Publié le 31 octobre 2011 par Copeau @Contrepoints

Dans cet extrait de Capitalism, The unknown ideal, 1966, Ayn Rand nous rappelle l’origine historique de la notion de laissez-faire et sa vertu doctrinale.

Par Ayn Rand
Document publié en collaboration avec l’Institut Coppet (*)

L’origine française du laissez-faire
Puisque la « croissance économique » est le grand problème de notre époque, et que notre gouvernement actuel promet de la « stimuler » – d’instaurer la prospérité pour tous par toujours plus d’interventions de l’État, tout en dépensant une richesse non encore produite – je m’interroge sur le nombre de personnes connaissant la réelle origine du mot laissez-faire ?

La France au XVIIème siècle, était une monarchie absolue. Son système a été décrit comme un « absolutisme limité par le seul chaos ». Le roi détenait un pouvoir illimité sur la vie, le travail et la propriété de chacun – et seule la corruption des représentants de l’État offrait au peuple une marge de liberté non-officielle.

Louis XIV était un archétype de despote : une médiocrité prétentieuse conjuguée à une ambition grandiose. Son règne est considéré comme une des plus brillantes périodes de l’Histoire de France : il a fourni au pays un « objectif national », sous la forme de longues guerres victorieuses ; il a fait de la France la puissance majeure et le phare culturel de l’Europe. Mais les « objectifs nationaux » coûtent cher. Les politiques fiscales de son gouvernement ont mené à une situation chronique de crise, résolue par une pression fiscale accrue, véritable saignée à travers une taxation en perpétuelle augmentation.

Colbert, principal conseiller de Louis XIV, était un des premiers étatistes modernes. Il était convaincu que la régulation gouvernementale pouvait engendrer la prospérité nationale et que seule la « croissance économique » pouvait permettre des taux d’imposition plus élevés ; alors il se consacra à rechercher « une augmentation de la richesse en encourageant l’industrie ». Cet encouragement consistait à imposer d’innombrables contrôles gouvernementaux, des circulaires régulatrices qui étouffaient l’activité ; le résultat fut un funeste désastre.

Colbert n’était pas un ennemi des affaires ; pas plus que ne l’est notre gouvernement actuel. Colbert souhaitait vivement aider les victimes sacrificielles à s’enrichir – et lors d’une occasion historique, il interrogea un groupe d’industriels sur ce qu’il pouvait faire de mieux pour l’industrie. Un industriel nommé Legendre lui répondit : « laissez-nous faire ! »

Apparemment, les industriels français du XVIIème siècle avaient plus de courage que leurs homologues américains du XXème et une compréhension plus fine de l’économie. Ils étaient conscients du fait que l’ « aide » gouvernementale au monde du travail est aussi désastreuse que la persécution gouvernementale et que la seule manière pour un gouvernement d’être utile à la prospérité de tous est de ne pas s’en mêler.

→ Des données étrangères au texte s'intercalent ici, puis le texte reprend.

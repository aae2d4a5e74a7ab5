//! End-to-end scenarios for the forecast pipeline.

use approx::assert_relative_eq;
use chrono::NaiveDate;
use demandcast::prelude::*;
use demandcast::classify::IntermittencyClass;

fn month(i: u32) -> NaiveDate {
    NaiveDate::from_ymd_opt(2023, 1, 1).unwrap() + chrono::Months::new(i)
}

fn monthly_full_stock(values: &[f64]) -> Vec<PeriodObservation> {
    values
        .iter()
        .enumerate()
        .map(|(i, &v)| PeriodObservation::new(month(i as u32), v, 30.0, 30.0).unwrap())
        .collect()
}

#[test]
fn half_available_period_is_corrected_before_forecasting() {
    // January fully stocked, February on the shelf 14 of 28 days. The 100
    // units February sold imply ~200 of true demand.
    let observations = vec![
        PeriodObservation::new(
            NaiveDate::from_ymd_opt(2024, 1, 1).unwrap(),
            100.0,
            30.0,
            31.0,
        )
        .unwrap(),
        PeriodObservation::new(
            NaiveDate::from_ymd_opt(2024, 2, 1).unwrap(),
            100.0,
            14.0,
            28.0,
        )
        .unwrap(),
    ];

    let corrected = correct_stockouts(&observations, ImputationMode::MovingAverage);
    assert_relative_eq!(corrected.values()[1], 200.0, epsilon = 1e-9);

    let outcome = compute_forecast(
        &observations,
        3,
        Granularity::Monthly,
        &ForecastConfig::default(),
    )
    .unwrap();

    // Two periods land in the very-short tier, not the method selector.
    assert!(!outcome.classification.is_intermittent);
    assert_relative_eq!(outcome.recommendation.confidence, 0.30);
    assert_relative_eq!(outcome.forecasts[0].metadata.safety_factor, 1.5);
    let estimate = outcome.forecasts[0].point_estimate;
    assert!(estimate > 100.0, "correction should lift the estimate, got {estimate}");
    assert!(estimate < 210.0);
}

#[test]
fn two_years_of_seasonal_demand_gets_a_seasonal_method() {
    let values: Vec<f64> = (0..24)
        .map(|i| 100.0 + 30.0 * (2.0 * std::f64::consts::PI * i as f64 / 12.0).sin())
        .collect();
    let observations = monthly_full_stock(&values);
    let outcome = compute_forecast(
        &observations,
        6,
        Granularity::Monthly,
        &ForecastConfig::default(),
    )
    .unwrap();

    assert!(outcome.classification.has_seasonality);
    assert_eq!(outcome.classification.seasonal_period, Some(12));
    assert_eq!(outcome.recommendation.method, MethodId::SeasonalDecomposition);
    assert!(outcome.recommendation.confidence >= 0.80);

    // The forecast continues the seasonal shape: the cycle restarts at the
    // base level and peaks three months in.
    assert_relative_eq!(outcome.forecasts[0].point_estimate, 100.0, epsilon = 1e-6);
    assert_relative_eq!(outcome.forecasts[3].point_estimate, 130.0, epsilon = 1e-6);
    let first_factor = outcome.forecasts[0].metadata.seasonal_factor.unwrap();
    assert_relative_eq!(first_factor, 1.0, epsilon = 1e-6);
    // Half a seasonal cycle: 100 + 115 + ~126 + 130 + ~126 + 115.
    assert_relative_eq!(
        outcome.total_demand(),
        660.0 + 30.0 * 3f64.sqrt(),
        epsilon = 1e-6
    );
}

#[test]
fn noisy_seasonal_history_still_classifies_seasonal() {
    use rand::{rngs::StdRng, Rng, SeedableRng};
    let mut rng = StdRng::seed_from_u64(42);
    let values: Vec<f64> = (0..48)
        .map(|i| {
            100.0
                + 30.0 * (2.0 * std::f64::consts::PI * i as f64 / 12.0).sin()
                + rng.gen_range(-5.0..5.0)
        })
        .collect();
    let observations = monthly_full_stock(&values);
    let outcome = compute_forecast(
        &observations,
        12,
        Granularity::Monthly,
        &ForecastConfig::default(),
    )
    .unwrap();

    assert!(outcome.classification.has_seasonality);
    assert_eq!(outcome.classification.seasonal_period, Some(12));
    assert!(matches!(
        outcome.recommendation.method,
        MethodId::SeasonalDecomposition | MethodId::SeasonalTrend
    ));
    assert!(outcome.recommendation.confidence >= 0.80);

    // Noise shifts the indices a little but the year still sums near the
    // 100/month base, and the trough stays well above zero.
    let total = outcome.total_demand();
    assert!(total > 1080.0, "12-month total too low: {total}");
    assert!(total < 1320.0, "12-month total too high: {total}");
    for forecast in &outcome.forecasts {
        assert!(forecast.point_estimate > 40.0);
        assert!(forecast.point_estimate < 160.0);
        assert!(forecast.dispersion_estimate.is_finite());
    }
    assert!(outcome.forecasts[0].metadata.fallback.is_none());
}

#[test]
fn sparse_demand_routes_to_an_intermittent_model() {
    let values = vec![0.0, 0.0, 0.0, 25.0, 0.0, 0.0, 0.0, 30.0, 0.0, 0.0, 0.0, 28.0];
    let observations = monthly_full_stock(&values);
    let outcome = compute_forecast(
        &observations,
        4,
        Granularity::Monthly,
        &ForecastConfig::default(),
    )
    .unwrap();

    assert!(outcome.classification.is_intermittent);
    assert!(matches!(
        outcome.classification.intermittency,
        IntermittencyClass::Intermittent | IntermittencyClass::Lumpy
    ));
    assert!(matches!(
        outcome.recommendation.method,
        MethodId::Tsb | MethodId::Croston | MethodId::Sba
    ));

    // A per-period rate, not a per-occurrence size: positive but well below
    // the largest observed sale.
    let estimate = outcome.forecasts[0].point_estimate;
    assert!(estimate > 0.0);
    assert!(estimate < 30.0 * 1.5);
    assert!(outcome.forecasts[0].metadata.fallback.is_none());
    assert_eq!(outcome.forecasts[0].metadata.periods_used, 12);
}

#[test]
fn flat_daily_series_scales_proportionally_across_views() {
    // Nearly a year of constant 12 units/day.
    let start = NaiveDate::from_ymd_opt(2024, 1, 1).unwrap();
    let observations: Vec<PeriodObservation> = (0..340)
        .map(|i| {
            PeriodObservation::new(start + chrono::Days::new(i), 12.0, 1.0, 1.0).unwrap()
        })
        .collect();
    let config = ForecastConfig::default();

    let daily = compute_forecast(&observations, 1, Granularity::Daily, &config).unwrap();
    let weekly = compute_forecast(&observations, 1, Granularity::Weekly, &config).unwrap();
    let monthly = compute_forecast(&observations, 1, Granularity::Monthly, &config).unwrap();

    assert_relative_eq!(daily.forecasts[0].point_estimate, 12.0, max_relative = 0.01);
    assert_relative_eq!(weekly.forecasts[0].point_estimate, 84.0, max_relative = 0.01);
    assert_relative_eq!(monthly.forecasts[0].point_estimate, 360.0, max_relative = 0.01);
}

#[test]
fn steep_decline_bottoms_out_at_zero() {
    let values: Vec<f64> = (0..15).map(|i| 140.0 - 10.0 * i as f64).collect();
    let observations = monthly_full_stock(&values);
    let outcome = compute_forecast(
        &observations,
        6,
        Granularity::Monthly,
        &ForecastConfig::default(),
    )
    .unwrap();

    assert_eq!(outcome.recommendation.method, MethodId::LinearTrend);
    for forecast in &outcome.forecasts {
        assert!(forecast.point_estimate >= 0.0);
    }
    assert_relative_eq!(
        outcome.forecasts.last().unwrap().point_estimate,
        0.0,
        epsilon = 1e-9
    );
    assert!(outcome.forecasts[0].metadata.trend_slope.unwrap() < 0.0);
}

#[test]
fn new_product_with_peer_prior_anchors_on_the_prior() {
    let observations = monthly_full_stock(&[40.0]);
    let outcome = compute_forecast(
        &observations,
        2,
        Granularity::Monthly,
        &ForecastConfig::default().with_peer_prior(100.0),
    )
    .unwrap();

    // 0.3 observed + 0.7 prior.
    assert_relative_eq!(outcome.forecasts[0].point_estimate, 82.0, epsilon = 1e-9);
    assert!(outcome.forecasts[0].dispersion_estimate > 0.0);
    assert_relative_eq!(outcome.forecasts[0].metadata.safety_factor, 1.5);
}

#[test]
fn imputation_mode_changes_a_stocked_out_december() {
    // Two years of history where December sells six times the usual, and
    // the second December is fully stocked out.
    let mut observations = Vec::new();
    for i in 0..24 {
        let date = month(i);
        let is_december = (i % 12) == 11;
        let (sold, stocked) = if i == 23 {
            (0.0, 0.0)
        } else if is_december {
            (300.0, 30.0)
        } else {
            (50.0, 30.0)
        };
        observations.push(PeriodObservation::new(date, sold, stocked, 30.0).unwrap());
    }

    let seasonal = correct_stockouts(&observations, ImputationMode::SeasonalAverage);
    let moving = correct_stockouts(&observations, ImputationMode::MovingAverage);
    assert_relative_eq!(seasonal.values()[23], 300.0, epsilon = 1e-9);
    assert_relative_eq!(moving.values()[23], 50.0, epsilon = 1e-9);
}
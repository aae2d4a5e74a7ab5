//! Trend detection via least-squares regression on the period index.

use crate::stats::{self, LinearFit};

/// Maximum slope p-value for a trend to count as significant.
pub const TREND_P_VALUE_MAX: f64 = 0.1;

/// Minimum R² for a trend to count as significant.
pub const TREND_R_SQUARED_MIN: f64 = 0.3;

/// Fewer points than this and no trend is reported; a regression on two or
/// three points fits almost anything exactly.
pub const MIN_TREND_POINTS: usize = 4;

/// Direction of a detected trend.
#[derive(Debug, Clone, Copy, PartialEq, Eq, Default)]
pub enum TrendDirection {
    Increasing,
    Decreasing,
    #[default]
    None,
}

impl TrendDirection {
    pub fn label(&self) -> &'static str {
        match self {
            TrendDirection::Increasing => "increasing",
            TrendDirection::Decreasing => "decreasing",
            TrendDirection::None => "none",
        }
    }
}

impl std::fmt::Display for TrendDirection {
    fn fmt(&self, f: &mut std::fmt::Formatter<'_>) -> std::fmt::Result {
        f.write_str(self.label())
    }
}

/// Trend measurements for one series.
#[derive(Debug, Clone, PartialEq)]
pub struct TrendProfile {
    /// Significant per the p-value and R² thresholds.
    pub has_trend: bool,
    pub direction: TrendDirection,
    /// R² of the fit, reported whether or not the trend is significant.
    pub strength: f64,
    /// Slope per period.
    pub slope: f64,
}

impl TrendProfile {
    fn flat() -> Self {
        Self {
            has_trend: false,
            direction: TrendDirection::None,
            strength: 0.0,
            slope: 0.0,
        }
    }
}

/// Measures the linear trend of a series.
pub fn assess(values: &[f64]) -> TrendProfile {
    if values.len() < MIN_TREND_POINTS {
        return TrendProfile::flat();
    }
    let Some(fit) = stats::linear_fit(values) else {
        return TrendProfile::flat();
    };
    profile_from_fit(&fit)
}

fn profile_from_fit(fit: &LinearFit) -> TrendProfile {
    let has_trend = fit.p_value < TREND_P_VALUE_MAX
        && fit.r_squared > TREND_R_SQUARED_MIN
        && fit.slope.abs() > 1e-12;
    let direction = if !has_trend {
        TrendDirection::None
    } else if fit.slope > 0.0 {
        TrendDirection::Increasing
    } else {
        TrendDirection::Decreasing
    };
    TrendProfile {
        has_trend,
        direction,
        strength: fit.r_squared.clamp(0.0, 1.0),
        slope: fit.slope,
    }
}
//! # demandcast
//!
//! Demand characterization and forecast computation engine for retail
//! replenishment.
//!
//! Takes a raw per-period sales history (possibly affected by stock-outs)
//! for one product/location pair and produces a corrected series, a
//! statistical classification of its behavior, a recommended forecasting
//! method with confidence and rationale, and a forecast for N future
//! periods that is consistent across daily/weekly/monthly reporting
//! granularities.
//!
//! ```
//! use chrono::NaiveDate;
//! use demandcast::prelude::*;
//!
//! let observations: Vec<PeriodObservation> = (0..18)
//!     .map(|i| {
//!         let date = NaiveDate::from_ymd_opt(2024, 1, 1).unwrap()
//!             + chrono::Months::new(i);
//!         PeriodObservation::new(date, 100.0 + i as f64, 30.0, 30.0).unwrap()
//!     })
//!     .collect();
//!
//! let outcome = compute_forecast(
//!     &observations,
//!     3,
//!     Granularity::Monthly,
//!     &ForecastConfig::default(),
//! )
//! .unwrap();
//!
//! assert_eq!(outcome.forecasts.len(), 3);
//! assert!(outcome.forecasts[0].point_estimate >= 0.0);
//! ```

// Allow some clippy warnings for cleaner code in specific cases
#![allow(clippy::needless_range_loop)]

pub mod classify;
pub mod core;
pub mod correction;
pub mod error;
pub mod granularity;
pub mod models;
pub mod pipeline;
pub mod selection;
pub mod short_series;
pub mod stats;

pub use error::{DemandError, Result};

pub mod prelude {
    pub use crate::classify::{classify, IntermittencyClass, SeriesClassification, VolatilityClass};
    pub use crate::core::{
        Fallback, ForecastMetadata, ForecastOutcome, ForecastResult, Granularity,
        PeriodObservation,
    };
    pub use crate::correction::{correct_stockouts, CorrectedSeries, ImputationMode};
    pub use crate::error::{DemandError, Result};
    pub use crate::pipeline::{compute_forecast, ForecastConfig};
    pub use crate::selection::{select, MethodId, MethodRecommendation};
}
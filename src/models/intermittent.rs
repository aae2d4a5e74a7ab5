//! Methods for intermittent demand, where most periods sell nothing.

use crate::error::{DemandError, Result};
use crate::selection::MethodId;
use crate::stats;

use super::{DemandModel, ModelFit};

/// Smoothing constant for the TSB occurrence probability.
const TSB_ALPHA_PROBABILITY: f64 = 0.1;
/// Smoothing constant for the TSB demand size.
const TSB_ALPHA_SIZE: f64 = 0.1;
/// Smoothing constant shared by Croston and its bias-corrected variant.
const CROSTON_ALPHA: f64 = 0.1;

/// Final level of single exponential smoothing seeded with the first value.
fn ses_level(values: &[f64], alpha: f64) -> f64 {
    match values.first() {
        None => 0.0,
        Some(&first) => values
            .iter()
            .skip(1)
            .fold(first, |level, &v| alpha * v + (1.0 - alpha) * level),
    }
}

/// Per-period variance of a demand that occurs with probability `p` and has
/// size moments `(mu, sigma)` when it does:
/// `p * (sigma^2 + mu^2) - (p * mu)^2`.
fn occurrence_variance(p: f64, mu: f64, sigma: f64) -> f64 {
    (p * (sigma * sigma + mu * mu) - (p * mu) * (p * mu)).max(0.0)
}

/// Teunter-Syntetos-Babai: separate smoothing of the occurrence
/// probability and the demand size, updated every period.
///
/// The probability is seeded with the overall occurrence share and the size
/// with the mean non-zero demand; both then follow their recurrences across
/// the series. The forecast is flat at `probability * size`. An all-zero
/// series legitimately forecasts zero with zero dispersion.
#[derive(Debug, Clone)]
pub struct Tsb {
    alpha_probability: f64,
    alpha_size: f64,
}

impl Default for Tsb {
    fn default() -> Self {
        Self {
            alpha_probability: TSB_ALPHA_PROBABILITY,
            alpha_size: TSB_ALPHA_SIZE,
        }
    }
}

impl Tsb {
    pub fn new() -> Self {
        Self::default()
    }

    pub fn with_params(mut self, alpha_probability: f64, alpha_size: f64) -> Self {
        self.alpha_probability = alpha_probability.clamp(0.01, 0.99);
        self.alpha_size = alpha_size.clamp(0.01, 0.99);
        self
    }
}

impl DemandModel for Tsb {
    fn min_observations(&self) -> usize {
        2
    }

    fn fit_and_predict(&self, series: &[f64], horizon: usize) -> Result<ModelFit> {
        let n = series.len();
        if n < self.min_observations() {
            return Err(DemandError::InsufficientData {
                needed: self.min_observations(),
                got: n,
            });
        }

        let sizes: Vec<f64> = series.iter().copied().filter(|&v| v > 0.0).collect();
        if sizes.is_empty() {
            return Ok(ModelFit::flat(0.0, 0.0, horizon, n));
        }

        let mut probability = sizes.len() as f64 / n as f64;
        let mut size_level = stats::mean(&sizes);
        for &v in series {
            let occurred = if v > 0.0 { 1.0 } else { 0.0 };
            probability = self.alpha_probability * occurred
                + (1.0 - self.alpha_probability) * probability;
            if v > 0.0 {
                size_level = self.alpha_size * v + (1.0 - self.alpha_size) * size_level;
            }
        }

        let size_spread = if sizes.len() >= 2 {
            stats::std_dev(&sizes)
        } else {
            0.0
        };
        let dispersion = occurrence_variance(probability, size_level, size_spread).sqrt();
        Ok(ModelFit::flat(probability * size_level, dispersion, horizon, n))
    }

    fn method(&self) -> MethodId {
        MethodId::Tsb
    }
}

/// Which flavor of Croston's method to run.
#[derive(Debug, Clone, Copy, PartialEq, Eq, Default)]
pub enum CrostonVariant {
    #[default]
    Classic,
    /// Syntetos-Boylan approximation: the classic estimate scaled by
    /// `1 - alpha / 2` to undo the known positive bias.
    Sba,
}

/// Croston's method: smooth the non-zero demand sizes and the intervals
/// between them separately, then forecast their ratio.
#[derive(Debug, Clone)]
pub struct Croston {
    alpha: f64,
    variant: CrostonVariant,
}

impl Default for Croston {
    fn default() -> Self {
        Self {
            alpha: CROSTON_ALPHA,
            variant: CrostonVariant::Classic,
        }
    }
}

impl Croston {
    pub fn new() -> Self {
        Self::default()
    }

    pub fn with_alpha(mut self, alpha: f64) -> Self {
        self.alpha = alpha.clamp(0.01, 0.99);
        self
    }

    /// Switches to the bias-corrected Syntetos-Boylan variant.
    pub fn sba(mut self) -> Self {
        self.variant = CrostonVariant::Sba;
        self
    }
}

impl DemandModel for Croston {
    fn min_observations(&self) -> usize {
        2
    }

    fn fit_and_predict(&self, series: &[f64], horizon: usize) -> Result<ModelFit> {
        let n = series.len();
        if n < self.min_observations() {
            return Err(DemandError::InsufficientData {
                needed: self.min_observations(),
                got: n,
            });
        }

        let mut demands = Vec::new();
        let mut intervals = Vec::new();
        let mut gap = 0usize;
        for &v in series {
            gap += 1;
            if v > 0.0 {
                demands.push(v);
                intervals.push(gap as f64);
                gap = 0;
            }
        }
        if demands.len() < 2 {
            return Err(DemandError::ComputationError(
                "croston needs at least two demand occurrences".into(),
            ));
        }

        let size_level = ses_level(&demands, self.alpha);
        let interval_level = ses_level(&intervals, self.alpha).max(1.0);
        let mut estimate = size_level / interval_level;
        if self.variant == CrostonVariant::Sba {
            estimate *= 1.0 - self.alpha / 2.0;
        }

        let implied_probability = (1.0 / interval_level).min(1.0);
        let size_spread = stats::std_dev(&demands);
        let dispersion =
            occurrence_variance(implied_probability, size_level, size_spread).sqrt();
        Ok(ModelFit::flat(estimate, dispersion, horizon, n))
    }

    fn method(&self) -> MethodId {
        match self.variant {
            CrostonVariant::Classic => MethodId::Croston,
            CrostonVariant::Sba => MethodId::Sba,
        }
    }
}

#[cfg(test)]
mod tests {
    use super::*;
    use approx::assert_relative_eq;

    fn sparse_quarterly() -> Vec<f64> {
        vec![0.0, 0.0, 0.0, 25.0, 0.0, 0.0, 0.0, 30.0, 0.0, 0.0, 0.0, 28.0]
    }

    #[test]
    fn tsb_all_zero_series_forecasts_zero() {
        let fit = Tsb::new().fit_and_predict(&[0.0; 12], 4).unwrap();
        assert!(fit.estimates.iter().all(|&e| e == 0.0));
        assert!(fit.dispersions.iter().all(|&d| d == 0.0));
    }

    #[test]
    fn tsb_recurrence_matches_hand_computation() {
        // Seed: p = 0.5, z = 10. After [10, 0]:
        // p -> 0.1 * 1 + 0.9 * 0.5 = 0.55, z stays 10
        // p -> 0.9 * 0.55 = 0.495
        let fit = Tsb::new().fit_and_predict(&[10.0, 0.0], 1).unwrap();
        assert_relative_eq!(fit.estimates[0], 4.95, epsilon = 1e-10);
    }

    #[test]
    fn tsb_estimate_sits_below_the_mean_demand_size() {
        let fit = Tsb::new().fit_and_predict(&sparse_quarterly(), 3).unwrap();
        let estimate = fit.estimates[0];
        assert!(estimate > 0.0);
        assert!(estimate < 27.0);
        assert!(fit.dispersions[0] > 0.0);
        // Flat forecast across the horizon.
        assert_relative_eq!(fit.estimates[2], estimate);
    }

    #[test]
    fn croston_matches_hand_computation() {
        // Demands [25, 30, 28] with alpha 0.1 smooth to 25.75; intervals
        // are all 4, so the per-period rate is 25.75 / 4.
        let fit = Croston::new()
            .fit_and_predict(&sparse_quarterly(), 2)
            .unwrap();
        assert_relative_eq!(fit.estimates[0], 6.4375, epsilon = 1e-10);
        assert!(fit.dispersions[0] > 0.0);
    }

    #[test]
    fn sba_shrinks_the_croston_estimate() {
        let croston = Croston::new()
            .fit_and_predict(&sparse_quarterly(), 1)
            .unwrap();
        let sba = Croston::new()
            .sba()
            .fit_and_predict(&sparse_quarterly(), 1)
            .unwrap();
        assert!(sba.estimates[0] < croston.estimates[0]);
        assert_relative_eq!(
            sba.estimates[0],
            croston.estimates[0] * 0.95,
            epsilon = 1e-10
        );
    }

    #[test]
    fn croston_rejects_a_single_occurrence() {
        let series = vec![0.0, 0.0, 5.0, 0.0];
        assert!(Croston::new().fit_and_predict(&series, 1).is_err());
    }

    #[test]
    fn estimates_stay_positive_for_sparse_series() {
        let series = vec![0.0, 3.0, 0.0, 0.0, 7.0, 0.0, 2.0, 0.0, 0.0, 0.0, 4.0, 0.0];
        for fit in [
            Tsb::new().fit_and_predict(&series, 3).unwrap(),
            Croston::new().fit_and_predict(&series, 3).unwrap(),
            Croston::new().sba().fit_and_predict(&series, 3).unwrap(),
        ] {
            assert!(fit.estimates[0] > 0.0);
            assert!(fit.dispersions[0] >= 0.0);
        }
    }
}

Prétendre que ce qui était vrai au XVIIème siècle ne peut plus l’être aujourd’hui, parce que nous nous déplaçons en avion quand ils n’avaient que des carrosses tirés par des chevaux, équivaut à dire que nous n’avons plus besoin de nourriture, comme c’était le cas dans le passé, parce que nous portons des imperméables et des pantalons en lieu et place de perruques poudrées et de jupes à volants. C’est cette sorte de superficialité de pacotille – autrement dit cette incapacité à saisir des principes, à distinguer l’essentiel du superflu – qui rend les gens aveugles au fait que la crise économique que nous traversons est la plus ancienne et la plus récurrente de l’Histoire.

Considérez l’essentiel. Si les interventions gouvernementales n’ont pu aboutir qu’à la paralysie, la disette et l’effondrement dans l’ère pré-industrielle, que peut-il se passer quand on reproduit ce schéma sur une économie hautement industrialisée ? Qu’est-il plus facile à réguler pour les bureaucrates : les opérations manuelles de tissage ou  des forges – ou les opérations dans les aciéries, les usines de productions d’avions et les complexités liées à l’avènement de l’électronique ? Qui est le plus susceptible de travailler sous la contrainte : une horde d’individus brutalisés effectuant des opérations manuelles ne nécessitant pas de qualifications ou un nombre incalculable d’individus doués de la créativité nécessaire pour construire ou maintenir une civilisation industrialisée ? Et si le Tout-État a déjà échoué dans le premier cas, de quel abîme d’auto-suffisance les étatistes modernes tirent-ils l’espoir de réussir dans le second ?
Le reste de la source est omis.